═══ Material for the task ═══

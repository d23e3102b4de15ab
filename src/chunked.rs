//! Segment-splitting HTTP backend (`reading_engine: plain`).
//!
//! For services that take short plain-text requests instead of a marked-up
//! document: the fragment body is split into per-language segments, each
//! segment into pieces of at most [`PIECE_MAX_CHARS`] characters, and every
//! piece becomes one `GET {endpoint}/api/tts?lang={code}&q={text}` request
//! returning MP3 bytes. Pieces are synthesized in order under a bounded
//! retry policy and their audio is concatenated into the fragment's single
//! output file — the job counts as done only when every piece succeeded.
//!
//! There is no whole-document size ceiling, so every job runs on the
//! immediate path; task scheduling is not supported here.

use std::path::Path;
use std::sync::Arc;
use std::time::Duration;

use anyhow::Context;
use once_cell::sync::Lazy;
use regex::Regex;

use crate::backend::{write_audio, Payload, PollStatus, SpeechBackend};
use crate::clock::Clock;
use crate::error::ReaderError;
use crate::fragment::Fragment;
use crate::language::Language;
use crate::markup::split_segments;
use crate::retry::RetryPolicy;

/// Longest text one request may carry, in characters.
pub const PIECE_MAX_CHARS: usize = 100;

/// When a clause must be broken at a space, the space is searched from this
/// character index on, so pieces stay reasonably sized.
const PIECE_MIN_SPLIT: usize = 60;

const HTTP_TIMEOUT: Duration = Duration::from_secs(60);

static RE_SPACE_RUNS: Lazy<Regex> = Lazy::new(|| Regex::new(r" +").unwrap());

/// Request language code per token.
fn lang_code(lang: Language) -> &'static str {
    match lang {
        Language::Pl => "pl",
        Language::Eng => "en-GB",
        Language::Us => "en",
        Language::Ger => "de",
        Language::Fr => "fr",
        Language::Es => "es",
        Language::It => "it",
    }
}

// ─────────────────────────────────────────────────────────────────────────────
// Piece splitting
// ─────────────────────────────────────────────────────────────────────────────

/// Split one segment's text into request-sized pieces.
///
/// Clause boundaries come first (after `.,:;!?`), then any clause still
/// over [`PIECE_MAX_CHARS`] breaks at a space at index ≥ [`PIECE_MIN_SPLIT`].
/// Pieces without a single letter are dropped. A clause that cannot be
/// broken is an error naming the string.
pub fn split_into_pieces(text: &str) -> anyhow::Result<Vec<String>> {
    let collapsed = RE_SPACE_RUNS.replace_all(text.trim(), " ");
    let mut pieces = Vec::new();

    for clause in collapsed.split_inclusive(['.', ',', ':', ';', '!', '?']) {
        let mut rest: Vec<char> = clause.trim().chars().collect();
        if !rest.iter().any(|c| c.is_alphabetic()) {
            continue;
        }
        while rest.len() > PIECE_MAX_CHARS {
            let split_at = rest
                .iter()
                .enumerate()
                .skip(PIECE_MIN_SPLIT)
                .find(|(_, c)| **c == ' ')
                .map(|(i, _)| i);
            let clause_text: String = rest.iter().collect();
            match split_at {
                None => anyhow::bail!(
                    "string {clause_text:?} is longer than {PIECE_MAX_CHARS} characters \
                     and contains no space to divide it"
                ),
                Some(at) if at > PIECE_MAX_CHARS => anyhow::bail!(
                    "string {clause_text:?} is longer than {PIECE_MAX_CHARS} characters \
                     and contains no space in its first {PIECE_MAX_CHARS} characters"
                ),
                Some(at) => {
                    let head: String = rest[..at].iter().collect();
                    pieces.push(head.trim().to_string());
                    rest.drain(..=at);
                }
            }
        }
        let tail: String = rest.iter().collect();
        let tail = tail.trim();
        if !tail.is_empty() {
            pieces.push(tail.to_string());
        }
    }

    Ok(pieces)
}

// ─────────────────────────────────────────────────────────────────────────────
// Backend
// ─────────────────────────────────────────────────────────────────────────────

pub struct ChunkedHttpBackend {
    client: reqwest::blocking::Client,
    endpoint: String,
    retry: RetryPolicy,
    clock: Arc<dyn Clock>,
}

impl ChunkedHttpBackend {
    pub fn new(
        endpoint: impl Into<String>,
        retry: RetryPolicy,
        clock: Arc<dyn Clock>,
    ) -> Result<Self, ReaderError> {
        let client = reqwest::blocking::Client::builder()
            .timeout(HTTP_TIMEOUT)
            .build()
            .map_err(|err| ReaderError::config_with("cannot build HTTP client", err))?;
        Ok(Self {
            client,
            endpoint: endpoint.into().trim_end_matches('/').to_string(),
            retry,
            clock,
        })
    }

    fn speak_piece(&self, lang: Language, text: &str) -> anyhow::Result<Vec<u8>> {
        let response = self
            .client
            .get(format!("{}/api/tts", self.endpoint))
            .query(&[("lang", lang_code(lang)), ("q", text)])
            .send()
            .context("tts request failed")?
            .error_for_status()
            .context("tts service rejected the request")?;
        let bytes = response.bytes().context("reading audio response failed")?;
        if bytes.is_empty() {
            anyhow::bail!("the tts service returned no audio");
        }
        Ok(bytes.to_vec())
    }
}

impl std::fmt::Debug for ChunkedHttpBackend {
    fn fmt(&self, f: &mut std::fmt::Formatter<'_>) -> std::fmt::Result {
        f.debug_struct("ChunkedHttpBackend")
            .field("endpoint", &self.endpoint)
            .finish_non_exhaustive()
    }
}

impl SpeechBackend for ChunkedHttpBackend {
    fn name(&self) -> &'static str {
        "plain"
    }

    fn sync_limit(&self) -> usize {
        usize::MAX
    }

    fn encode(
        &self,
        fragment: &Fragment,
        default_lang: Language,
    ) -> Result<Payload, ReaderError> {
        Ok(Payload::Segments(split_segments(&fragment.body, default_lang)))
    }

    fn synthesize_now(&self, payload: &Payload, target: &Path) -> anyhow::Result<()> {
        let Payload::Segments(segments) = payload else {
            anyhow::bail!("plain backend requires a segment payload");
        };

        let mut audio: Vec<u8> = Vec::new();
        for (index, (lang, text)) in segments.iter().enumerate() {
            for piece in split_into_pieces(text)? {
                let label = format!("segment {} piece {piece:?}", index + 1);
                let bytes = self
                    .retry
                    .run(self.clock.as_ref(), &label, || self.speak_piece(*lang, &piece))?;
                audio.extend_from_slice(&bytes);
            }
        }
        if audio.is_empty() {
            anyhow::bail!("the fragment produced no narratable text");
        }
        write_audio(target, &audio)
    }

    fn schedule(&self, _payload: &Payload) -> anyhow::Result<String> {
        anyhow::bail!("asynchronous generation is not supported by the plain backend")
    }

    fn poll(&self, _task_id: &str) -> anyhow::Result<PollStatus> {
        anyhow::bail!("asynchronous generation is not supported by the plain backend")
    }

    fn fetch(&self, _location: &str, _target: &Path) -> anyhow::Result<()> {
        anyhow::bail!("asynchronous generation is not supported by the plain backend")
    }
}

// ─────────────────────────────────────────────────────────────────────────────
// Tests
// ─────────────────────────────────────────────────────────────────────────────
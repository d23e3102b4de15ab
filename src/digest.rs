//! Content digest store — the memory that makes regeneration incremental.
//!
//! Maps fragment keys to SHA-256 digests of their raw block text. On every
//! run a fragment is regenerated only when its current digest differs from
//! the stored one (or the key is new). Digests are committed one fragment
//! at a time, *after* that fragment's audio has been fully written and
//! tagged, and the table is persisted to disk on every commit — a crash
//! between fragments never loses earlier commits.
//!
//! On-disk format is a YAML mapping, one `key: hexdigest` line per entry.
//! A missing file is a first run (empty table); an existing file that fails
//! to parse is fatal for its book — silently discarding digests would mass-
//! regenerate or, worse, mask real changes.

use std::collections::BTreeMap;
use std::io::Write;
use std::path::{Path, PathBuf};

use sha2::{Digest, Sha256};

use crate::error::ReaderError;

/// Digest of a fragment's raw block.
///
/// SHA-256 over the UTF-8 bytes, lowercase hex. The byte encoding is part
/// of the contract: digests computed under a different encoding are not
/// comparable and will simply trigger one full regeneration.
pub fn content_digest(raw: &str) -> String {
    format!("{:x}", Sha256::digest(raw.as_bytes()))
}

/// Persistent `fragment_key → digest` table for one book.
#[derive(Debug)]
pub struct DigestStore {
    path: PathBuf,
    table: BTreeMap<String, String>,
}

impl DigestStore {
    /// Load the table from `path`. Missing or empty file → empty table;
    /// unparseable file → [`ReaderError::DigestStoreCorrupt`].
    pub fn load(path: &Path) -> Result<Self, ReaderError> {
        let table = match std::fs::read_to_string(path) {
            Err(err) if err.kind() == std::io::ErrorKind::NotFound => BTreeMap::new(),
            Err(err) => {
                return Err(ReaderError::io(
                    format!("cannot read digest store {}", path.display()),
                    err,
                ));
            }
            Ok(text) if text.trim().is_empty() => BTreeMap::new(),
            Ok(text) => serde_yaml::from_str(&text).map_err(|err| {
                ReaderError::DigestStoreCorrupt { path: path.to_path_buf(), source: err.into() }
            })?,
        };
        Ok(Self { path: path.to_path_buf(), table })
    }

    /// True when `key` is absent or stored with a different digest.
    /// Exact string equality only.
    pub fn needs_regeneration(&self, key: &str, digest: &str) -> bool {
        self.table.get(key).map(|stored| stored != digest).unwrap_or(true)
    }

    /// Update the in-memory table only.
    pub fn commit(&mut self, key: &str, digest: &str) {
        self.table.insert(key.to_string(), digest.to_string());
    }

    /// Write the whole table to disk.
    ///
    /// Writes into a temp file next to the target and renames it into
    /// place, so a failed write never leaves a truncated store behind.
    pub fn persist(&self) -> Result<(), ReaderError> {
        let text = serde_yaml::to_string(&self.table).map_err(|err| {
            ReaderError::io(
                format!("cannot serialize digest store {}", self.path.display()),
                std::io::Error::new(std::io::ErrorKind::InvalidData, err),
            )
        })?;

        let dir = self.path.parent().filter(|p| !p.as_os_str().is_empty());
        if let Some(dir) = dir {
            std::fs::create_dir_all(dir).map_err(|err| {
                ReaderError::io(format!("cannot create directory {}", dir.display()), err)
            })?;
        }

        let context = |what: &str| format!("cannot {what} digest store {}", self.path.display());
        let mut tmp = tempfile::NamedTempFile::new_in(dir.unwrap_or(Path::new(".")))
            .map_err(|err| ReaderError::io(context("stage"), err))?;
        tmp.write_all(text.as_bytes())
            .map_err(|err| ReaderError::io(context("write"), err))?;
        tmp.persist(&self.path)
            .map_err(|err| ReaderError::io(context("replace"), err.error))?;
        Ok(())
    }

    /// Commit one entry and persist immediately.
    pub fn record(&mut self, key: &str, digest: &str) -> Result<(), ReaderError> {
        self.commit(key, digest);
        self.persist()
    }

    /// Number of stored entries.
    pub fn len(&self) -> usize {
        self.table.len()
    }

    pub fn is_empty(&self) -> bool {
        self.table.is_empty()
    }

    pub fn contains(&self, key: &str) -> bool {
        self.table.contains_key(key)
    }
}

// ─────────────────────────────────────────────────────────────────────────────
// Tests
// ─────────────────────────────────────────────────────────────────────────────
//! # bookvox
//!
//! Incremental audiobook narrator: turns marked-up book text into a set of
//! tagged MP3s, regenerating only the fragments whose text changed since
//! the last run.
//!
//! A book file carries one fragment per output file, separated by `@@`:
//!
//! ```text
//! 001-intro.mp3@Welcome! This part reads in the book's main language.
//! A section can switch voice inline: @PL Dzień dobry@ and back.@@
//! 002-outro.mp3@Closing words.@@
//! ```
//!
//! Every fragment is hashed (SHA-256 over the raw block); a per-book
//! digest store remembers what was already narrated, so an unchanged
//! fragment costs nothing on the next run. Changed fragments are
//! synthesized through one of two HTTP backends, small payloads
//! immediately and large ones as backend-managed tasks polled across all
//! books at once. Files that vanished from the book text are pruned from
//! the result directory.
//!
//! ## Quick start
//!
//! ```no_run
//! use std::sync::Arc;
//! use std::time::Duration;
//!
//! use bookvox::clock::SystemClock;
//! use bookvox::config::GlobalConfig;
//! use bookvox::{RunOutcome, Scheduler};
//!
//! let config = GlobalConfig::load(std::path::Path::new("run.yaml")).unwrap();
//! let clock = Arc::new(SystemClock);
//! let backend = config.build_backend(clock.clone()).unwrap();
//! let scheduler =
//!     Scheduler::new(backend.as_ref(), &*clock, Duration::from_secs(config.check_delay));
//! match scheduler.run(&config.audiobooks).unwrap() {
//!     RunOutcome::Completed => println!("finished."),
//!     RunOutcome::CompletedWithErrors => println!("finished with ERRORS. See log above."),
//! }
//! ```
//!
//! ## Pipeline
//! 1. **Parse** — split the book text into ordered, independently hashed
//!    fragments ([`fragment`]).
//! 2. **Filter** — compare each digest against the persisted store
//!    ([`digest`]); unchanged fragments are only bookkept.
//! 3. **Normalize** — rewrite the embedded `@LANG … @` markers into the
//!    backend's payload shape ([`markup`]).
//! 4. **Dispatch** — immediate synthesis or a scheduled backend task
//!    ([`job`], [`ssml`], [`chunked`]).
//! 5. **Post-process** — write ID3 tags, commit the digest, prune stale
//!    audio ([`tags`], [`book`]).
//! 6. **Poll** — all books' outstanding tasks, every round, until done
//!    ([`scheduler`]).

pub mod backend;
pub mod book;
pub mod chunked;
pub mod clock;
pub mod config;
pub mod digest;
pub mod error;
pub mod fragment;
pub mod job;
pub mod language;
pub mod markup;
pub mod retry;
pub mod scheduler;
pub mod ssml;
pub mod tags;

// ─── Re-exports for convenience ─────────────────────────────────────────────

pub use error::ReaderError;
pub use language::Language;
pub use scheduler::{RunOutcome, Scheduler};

═══

** Exercise goal **
Note down each line above where the word "body" occurs.

** Your solution **
//! document: the fragment body is split into per-language segments, each
        Ok(Payload::Segments(split_segments(&fragment.body, default_lang)))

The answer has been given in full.